Material for the task →

# # # # # # #

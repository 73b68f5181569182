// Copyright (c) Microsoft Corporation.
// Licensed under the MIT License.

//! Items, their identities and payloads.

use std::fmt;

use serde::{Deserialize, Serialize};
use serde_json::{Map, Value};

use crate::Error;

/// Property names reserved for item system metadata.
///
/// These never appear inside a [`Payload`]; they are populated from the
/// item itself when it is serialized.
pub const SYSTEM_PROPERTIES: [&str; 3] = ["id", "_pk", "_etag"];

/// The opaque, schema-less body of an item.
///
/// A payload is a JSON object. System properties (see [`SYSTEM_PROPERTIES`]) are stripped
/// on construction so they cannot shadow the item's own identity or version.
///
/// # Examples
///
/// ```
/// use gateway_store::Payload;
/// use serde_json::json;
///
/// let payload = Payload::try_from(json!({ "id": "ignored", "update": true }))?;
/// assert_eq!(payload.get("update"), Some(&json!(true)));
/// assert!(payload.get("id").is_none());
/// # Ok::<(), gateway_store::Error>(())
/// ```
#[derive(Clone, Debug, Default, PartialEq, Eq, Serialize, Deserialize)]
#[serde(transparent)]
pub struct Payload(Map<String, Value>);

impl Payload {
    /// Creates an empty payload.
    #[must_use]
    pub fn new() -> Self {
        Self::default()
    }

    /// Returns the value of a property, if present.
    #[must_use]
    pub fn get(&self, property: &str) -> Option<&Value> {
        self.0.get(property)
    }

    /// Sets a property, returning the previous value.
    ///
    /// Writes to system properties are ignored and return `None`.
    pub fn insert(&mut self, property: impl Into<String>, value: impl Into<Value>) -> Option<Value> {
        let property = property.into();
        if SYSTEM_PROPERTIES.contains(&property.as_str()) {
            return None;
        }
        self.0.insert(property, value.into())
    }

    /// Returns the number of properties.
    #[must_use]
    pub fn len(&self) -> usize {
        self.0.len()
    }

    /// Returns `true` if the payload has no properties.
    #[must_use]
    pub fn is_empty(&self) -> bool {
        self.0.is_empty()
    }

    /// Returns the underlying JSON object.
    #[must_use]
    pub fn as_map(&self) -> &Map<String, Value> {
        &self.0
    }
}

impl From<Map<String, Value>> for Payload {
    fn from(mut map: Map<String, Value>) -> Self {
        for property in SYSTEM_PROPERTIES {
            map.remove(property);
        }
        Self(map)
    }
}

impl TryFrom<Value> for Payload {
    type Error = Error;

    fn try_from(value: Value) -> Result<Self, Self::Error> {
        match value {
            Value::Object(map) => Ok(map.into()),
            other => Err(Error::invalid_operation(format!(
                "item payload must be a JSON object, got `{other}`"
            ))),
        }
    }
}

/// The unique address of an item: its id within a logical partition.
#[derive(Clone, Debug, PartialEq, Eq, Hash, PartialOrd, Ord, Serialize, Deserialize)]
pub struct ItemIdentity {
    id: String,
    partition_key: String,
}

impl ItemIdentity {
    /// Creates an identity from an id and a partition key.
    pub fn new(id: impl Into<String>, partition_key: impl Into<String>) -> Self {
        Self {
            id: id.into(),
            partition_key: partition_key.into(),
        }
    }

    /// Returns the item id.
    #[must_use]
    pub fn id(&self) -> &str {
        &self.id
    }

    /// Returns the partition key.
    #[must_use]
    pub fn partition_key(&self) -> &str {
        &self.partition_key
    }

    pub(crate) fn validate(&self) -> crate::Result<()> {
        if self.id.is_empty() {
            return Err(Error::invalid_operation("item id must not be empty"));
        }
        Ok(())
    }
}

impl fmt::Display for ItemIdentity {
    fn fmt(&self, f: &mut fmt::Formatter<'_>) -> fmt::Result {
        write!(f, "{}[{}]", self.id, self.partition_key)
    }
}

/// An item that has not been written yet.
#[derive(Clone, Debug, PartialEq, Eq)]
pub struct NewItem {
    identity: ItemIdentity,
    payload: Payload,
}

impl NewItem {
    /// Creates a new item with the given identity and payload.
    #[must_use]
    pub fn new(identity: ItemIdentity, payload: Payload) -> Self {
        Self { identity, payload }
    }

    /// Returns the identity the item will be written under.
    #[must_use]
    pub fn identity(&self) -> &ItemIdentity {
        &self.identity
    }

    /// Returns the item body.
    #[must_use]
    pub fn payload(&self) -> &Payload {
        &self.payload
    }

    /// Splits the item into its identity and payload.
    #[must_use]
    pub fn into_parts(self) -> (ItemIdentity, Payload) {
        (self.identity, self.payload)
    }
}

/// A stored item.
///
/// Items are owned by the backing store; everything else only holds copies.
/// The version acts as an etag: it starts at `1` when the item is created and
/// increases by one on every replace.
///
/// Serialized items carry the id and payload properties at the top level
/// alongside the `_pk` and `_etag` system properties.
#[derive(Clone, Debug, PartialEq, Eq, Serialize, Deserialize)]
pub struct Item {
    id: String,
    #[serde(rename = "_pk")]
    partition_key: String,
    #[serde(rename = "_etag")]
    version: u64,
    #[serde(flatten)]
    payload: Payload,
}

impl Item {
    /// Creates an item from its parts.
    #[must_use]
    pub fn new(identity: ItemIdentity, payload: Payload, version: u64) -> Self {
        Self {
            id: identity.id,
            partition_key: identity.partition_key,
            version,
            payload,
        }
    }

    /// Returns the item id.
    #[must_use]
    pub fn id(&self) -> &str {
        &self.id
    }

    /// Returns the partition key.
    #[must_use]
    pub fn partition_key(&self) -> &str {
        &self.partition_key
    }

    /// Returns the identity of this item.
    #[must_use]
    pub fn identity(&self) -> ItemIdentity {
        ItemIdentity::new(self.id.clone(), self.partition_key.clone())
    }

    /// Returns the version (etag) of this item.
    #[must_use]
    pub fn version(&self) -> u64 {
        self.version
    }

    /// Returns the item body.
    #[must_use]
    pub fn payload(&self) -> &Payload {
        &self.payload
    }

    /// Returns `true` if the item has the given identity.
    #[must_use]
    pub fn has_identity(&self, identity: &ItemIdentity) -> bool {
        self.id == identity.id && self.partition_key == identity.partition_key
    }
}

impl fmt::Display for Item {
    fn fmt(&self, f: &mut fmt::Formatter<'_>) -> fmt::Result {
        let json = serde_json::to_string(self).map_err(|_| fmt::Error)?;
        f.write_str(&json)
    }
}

# # # # # # #

Your assignment → Filter these records, keeping every line where the word "they" occurs.

Response for this exercise →
/// These never appear inside a [`Payload`]; they are populated from the
/// on construction so they cannot shadow the item's own identity or version.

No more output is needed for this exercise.